C’est l’Association des professeurs de sciences économiques et sociales (APSES) qui vient de tirer le signal d’alarme, dans un communiqué publié le 2 avril (que l'on peut télécharger ici). Dans ce communiqué, l’APSES, qui de longue date mène des combats courageux pour la défense de l’enseignement des sciences économiques et sociales dans le secondaire, signale ainsi – ce qui était passé inaperçu – que la ministre de l’éducation nationale, Najat Vallaud-Belkacem, a pris un arrêté le 28 mars (on peut le consulter ici), faisant entrer de nouvelles personnalités au sein du CNEE, parmi lesquelles Jean-Pierre Boisivon (ancien délégué général de l’Institut de l’entreprise), Michel Pébereau (ancien président de la même officine patronale, ancien patron de BNP Paribas et éminence grise du capitalisme parisien) et Xavier Huillard (actuel président de la même officine et patron du groupe Vinci).
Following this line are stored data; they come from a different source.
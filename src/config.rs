//! Pipeline configuration

use crate::error::{PersistenceError, Result};

/// Parameters of one persistence computation.
#[derive(Debug, Clone, Copy, PartialEq)]
pub struct PersistenceConfig {
    /// k for the k-NN core distance of mutual reachability
    pub k: usize,
    /// Highest simplex dimension in the filtration
    pub max_dimension: usize,
    /// Ceiling on the number of simplices, `None` for unbounded
    pub max_simplices: Option<usize>,
}

impl Default for PersistenceConfig {
    fn default() -> Self {
        Self {
            k: 5,
            max_dimension: 3,
            max_simplices: Some(1_000_000),
        }
    }
}

impl PersistenceConfig {
    pub fn with_k(mut self, k: usize) -> Self {
        self.k = k;
        self
    }

    pub fn with_max_dimension(mut self, max_dimension: usize) -> Self {
        self.max_dimension = max_dimension;
        self
    }

    pub fn with_max_simplices(mut self, max_simplices: Option<usize>) -> Self {
        self.max_simplices = max_simplices;
        self
    }

    /// Reject settings that cannot produce a meaningful filtration.
    pub fn validate(&self) -> Result<()> {
        if self.k == 0 {
            return Err(PersistenceError::InvalidConfig(
                "k nearest neighbours must be at least 1".into(),
            ));
        }
        if self.max_simplices == Some(0) {
            return Err(PersistenceError::InvalidConfig(
                "max_simplices must allow at least one simplex".into(),
            ));
        }
        Ok(())
    }
}

#[cfg(test)]
mod tests {
    use super::*;

    #[test]
    fn test_defaults() {
        let config = PersistenceConfig::default();
        assert_eq!(config.k, 5);
        assert_eq!(config.max_dimension, 3);
        assert!(config.validate().is_ok());
    }

    #[test]
    fn test_validate() {
        assert!(PersistenceConfig::default().with_k(0).validate().is_err());
        assert!(PersistenceConfig::default()
            .with_max_simplices(Some(0))
            .validate()
            .is_err());
        assert!(PersistenceConfig::default()
            .with_max_dimension(0)
            .with_max_simplices(None)
            .validate()
            .is_ok());
    }
}
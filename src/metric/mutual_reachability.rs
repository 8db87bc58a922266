//! Mutual Reachability Distance
//!
//! Density-aware metric used by HDBSCAN-style methods:
//!
//!   d_mr(a, b) = max(core_k(a), core_k(b), ‖a - b‖)
//!
//! where core_k(p) is the distance from p to its k-th nearest neighbour.
//! Points in sparse regions are pushed away from everything else, so
//! isolated noise points enter the filtration late.

use log::debug;
use ndarray::{Array1, Array2, Zip};
use rayon::prelude::*;

use super::distance::{check_points, euclidean_matrix, DistanceMatrix};
use crate::error::{PersistenceError, Result};

/// Core distance of every point: the k-th smallest distance to another point.
///
/// With fewer than `k` other points the farthest available neighbour is
/// used, and a lone point has core distance 0.
pub fn core_distances(points: &Array2<f64>, k: usize) -> Result<Array1<f64>> {
    check_k(k)?;
    check_points(points)?;
    let euclid = euclidean_matrix(points);
    Ok(core_distances_from(&euclid, k))
}

/// Mutual reachability distance matrix of a point cloud (one point per row).
pub fn mutual_reachability(points: &Array2<f64>, k: usize) -> Result<DistanceMatrix> {
    check_k(k)?;
    check_points(points)?;

    let n = points.nrows();
    let euclid = euclidean_matrix(points);
    let core = core_distances_from(&euclid, k);
    debug!(
        "Core distances for {} points (k={}): max {:.4}",
        n,
        k,
        core.iter().cloned().fold(0.0, f64::max)
    );

    let mut mr = Array2::<f64>::zeros((n, n));
    Zip::indexed(&mut mr).par_for_each(|(i, j), d| {
        if i != j {
            *d = core[i].max(core[j]).max(euclid[[i, j]]);
        }
    });

    Ok(DistanceMatrix::from_valid(mr))
}

fn core_distances_from(euclid: &Array2<f64>, k: usize) -> Array1<f64> {
    let n = euclid.nrows();
    let core: Vec<f64> = (0..n)
        .into_par_iter()
        .map(|i| {
            let mut others: Vec<f64> = (0..n)
                .filter(|&j| j != i)
                .map(|j| euclid[[i, j]])
                .collect();
            if others.is_empty() {
                return 0.0;
            }
            let kth = k.min(others.len()) - 1;
            let (_, value, _) = others.select_nth_unstable_by(kth, f64::total_cmp);
            *value
        })
        .collect();
    Array1::from(core)
}

fn check_k(k: usize) -> Result<()> {
    if k == 0 {
        return Err(PersistenceError::InvalidConfig(
            "k nearest neighbours must be at least 1".into(),
        ));
    }
    Ok(())
}
//! Shared test fixtures

use std::sync::Once;

use ndarray::array;

use crate::topology::BoundaryMatrix;

static INIT: Once = Once::new();

pub fn init() {
    INIT.call_once(|| {
        let env = env_logger::Env::default().default_filter_or("debug");

        // don't panic if called multiple times across binaries
        let _ = env_logger::Builder::from_env(env).is_test(true).try_init();
    });
}

/// Dimensions of the textbook complex: four vertices, five edges, two triangles.
pub const TEXTBOOK_DIMENSIONS: [usize; 11] = [0, 0, 0, 0, 1, 1, 1, 1, 1, 2, 2];

/// Boundary matrix of the textbook complex
pub fn textbook_boundary() -> BoundaryMatrix {
    let dense = array![
        [0u8, 0, 0, 0, 0, 0, 1, 1, 0, 0, 0],
        [0, 0, 0, 0, 1, 1, 0, 0, 0, 0, 0],
        [0, 0, 0, 0, 1, 0, 0, 1, 1, 0, 0],
        [0, 0, 0, 0, 0, 1, 1, 0, 1, 0, 0],
        [0, 0, 0, 0, 0, 0, 0, 0, 0, 0, 1],
        [0, 0, 0, 0, 0, 0, 0, 0, 0, 0, 1],
        [0, 0, 0, 0, 0, 0, 0, 0, 0, 1, 0],
        [0, 0, 0, 0, 0, 0, 0, 0, 0, 1, 0],
        [0, 0, 0, 0, 0, 0, 0, 0, 0, 1, 1],
        [0, 0, 0, 0, 0, 0, 0, 0, 0, 0, 0],
        [0, 0, 0, 0, 0, 0, 0, 0, 0, 0, 0]
    ];
    BoundaryMatrix::from_dense(&dense).unwrap()
}
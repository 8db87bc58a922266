//! Boundary Matrix over GF(2)
//!
//! Column j holds the codimension-1 faces of simplex j. With Z/2Z
//! coefficients every entry is 0 or 1 and column addition is symmetric
//! difference, so columns are stored sparsely as sets of row indices.

use std::collections::BTreeSet;

use log::info;
use ndarray::Array2;

use super::simplex::FilteredComplex;
use crate::error::{PersistenceError, Result};

/// One column of a GF(2) matrix, held as the set of rows equal to 1.
#[derive(Debug, Clone, Default, PartialEq, Eq)]
pub struct SparseColumn {
    /// Ordered so that `low` is the last element
    rows: BTreeSet<usize>,
}

impl SparseColumn {
    pub fn new() -> Self {
        Self { rows: BTreeSet::new() }
    }

    pub fn from_indices(indices: impl IntoIterator<Item = usize>) -> Self {
        let mut column = Self::new();
        for row in indices {
            column.toggle(row);
        }
        column
    }

    pub fn is_zero(&self) -> bool {
        self.rows.is_empty()
    }

    /// Largest row equal to 1, `None` for a zero column.
    pub fn low(&self) -> Option<usize> {
        self.rows.iter().next_back().copied()
    }

    pub fn contains(&self, row: usize) -> bool {
        self.rows.contains(&row)
    }

    /// Flip a single entry (add 1 mod 2).
    pub fn toggle(&mut self, row: usize) {
        if !self.rows.remove(&row) {
            self.rows.insert(row);
        }
    }

    /// `self += other` over Z/2Z.
    pub fn add_assign(&mut self, other: &SparseColumn) {
        for &row in &other.rows {
            self.toggle(row);
        }
    }

    /// Non-zero rows in increasing order.
    pub fn rows(&self) -> impl Iterator<Item = usize> + '_ {
        self.rows.iter().copied()
    }

    pub fn nnz(&self) -> usize {
        self.rows.len()
    }
}

/// Square GF(2) matrix indexed by simplex id on both axes.
#[derive(Debug, Clone, Default, PartialEq, Eq)]
pub struct BoundaryMatrix {
    columns: Vec<SparseColumn>,
}

impl BoundaryMatrix {
    /// All-zero `n × n` matrix.
    pub fn zeros(n: usize) -> Self {
        Self {
            columns: vec![SparseColumn::new(); n],
        }
    }

    /// Build from the non-zero rows of each column.
    ///
    /// Repeated rows cancel (mod 2). Rows outside the matrix are rejected.
    pub fn from_columns(columns: Vec<Vec<usize>>) -> Result<Self> {
        let n = columns.len();
        let mut out = Vec::with_capacity(n);
        for (j, rows) in columns.into_iter().enumerate() {
            if let Some(&row) = rows.iter().find(|&&r| r >= n) {
                return Err(PersistenceError::RowOutOfRange { row, col: j, size: n });
            }
            out.push(SparseColumn::from_indices(rows));
        }
        Ok(Self { columns: out })
    }

    /// Build from a dense 0/1 matrix.
    pub fn from_dense(dense: &Array2<u8>) -> Result<Self> {
        let (rows, cols) = dense.dim();
        if rows != cols {
            return Err(PersistenceError::NotSquare { rows, cols });
        }

        let mut columns = vec![SparseColumn::new(); cols];
        for ((row, col), &value) in dense.indexed_iter() {
            match value {
                0 => {}
                1 => columns[col].toggle(row),
                _ => return Err(PersistenceError::NonBinaryEntry { row, col, value }),
            }
        }
        Ok(Self { columns })
    }

    /// Dense 0/1 copy, mainly for inspection and small fixtures.
    pub fn to_dense(&self) -> Array2<u8> {
        let n = self.len();
        let mut dense = Array2::<u8>::zeros((n, n));
        for (j, column) in self.columns.iter().enumerate() {
            for i in column.rows() {
                dense[[i, j]] = 1;
            }
        }
        dense
    }

    pub fn len(&self) -> usize {
        self.columns.len()
    }

    pub fn is_empty(&self) -> bool {
        self.columns.is_empty()
    }

    pub fn column(&self, j: usize) -> &SparseColumn {
        &self.columns[j]
    }

    pub fn columns(&self) -> &[SparseColumn] {
        &self.columns
    }

    pub(crate) fn columns_mut(&mut self) -> &mut [SparseColumn] {
        &mut self.columns
    }

    /// Entry (i, j)
    pub fn get(&self, i: usize, j: usize) -> bool {
        self.columns[j].contains(i)
    }

    /// Largest non-zero row of column j, `None` for a zero column.
    pub fn low(&self, j: usize) -> Option<usize> {
        self.columns[j].low()
    }

    /// Number of non-zero entries
    pub fn nnz(&self) -> usize {
        self.columns.iter().map(SparseColumn::nnz).sum()
    }

    /// Every non-zero entry (i, j) has i < j.
    pub fn is_strictly_upper_triangular(&self) -> bool {
        self.columns
            .iter()
            .enumerate()
            .all(|(j, column)| column.low().map_or(true, |low| low < j))
    }
}

/// Boundary matrix of a filtered complex and the dimension of each column.
///
/// Faces are resolved through the complex's hashed index, so assembly is
/// linear in the number of (simplex, face) incidences.
pub fn assemble(complex: &FilteredComplex) -> Result<(BoundaryMatrix, Vec<usize>)> {
    let mut matrix = BoundaryMatrix::zeros(complex.len());

    for simplex in complex.simplices() {
        for face in simplex.faces() {
            let face_id = complex
                .id_of(&face)
                .ok_or_else(|| PersistenceError::MissingFace {
                    simplex: simplex.id,
                    face: face.clone(),
                })?;
            matrix.columns[simplex.id].toggle(face_id);
        }
    }

    let dimensions = complex.dimensions();
    info!(
        "Boundary matrix: {}x{} with {} non-zeros",
        matrix.len(),
        matrix.len(),
        matrix.nnz()
    );
    debug_assert!(matrix.is_strictly_upper_triangular());

    Ok((matrix, dimensions))
}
Le CNEE n’a, certes, pas de compétence directe sur les programmes – c’est au Conseil supérieur des programmes (CSP) qu’incombe la mission de formuler des avis dans ce domaine. Mais dans la galaxie des commissions consultatives qui gravite autour de l’éducation nationale, le Conseil national éducation économie (CNEE) joue un rôle important puisqu’il constitue, selon le site internet du ministère de l’éducation nationale, « une instance de dialogue et de prospective qui vise à mieux articuler les enjeux éducatifs et les enjeux économiques ».

Or, le patronat n’a eu de cesse ces dernières décennies de mettre le pied dans la porte des collèges et des lycées, pour essayer d’y jouer un rôle croissant et élargir son influence, notamment pour peser sur la culture économique et sociale qui est diffusée dans le monde éducatif. On comprend donc l’émotion de l’APSES à la lecture de l’arrêté du 28 mars, compte tenu du profil de trois des nouveaux entrants, qui ont donc tous joué les premiers rôles au sein de l’Institut de l’entreprise, l’un des lobbys patronaux parmi les plus actifs.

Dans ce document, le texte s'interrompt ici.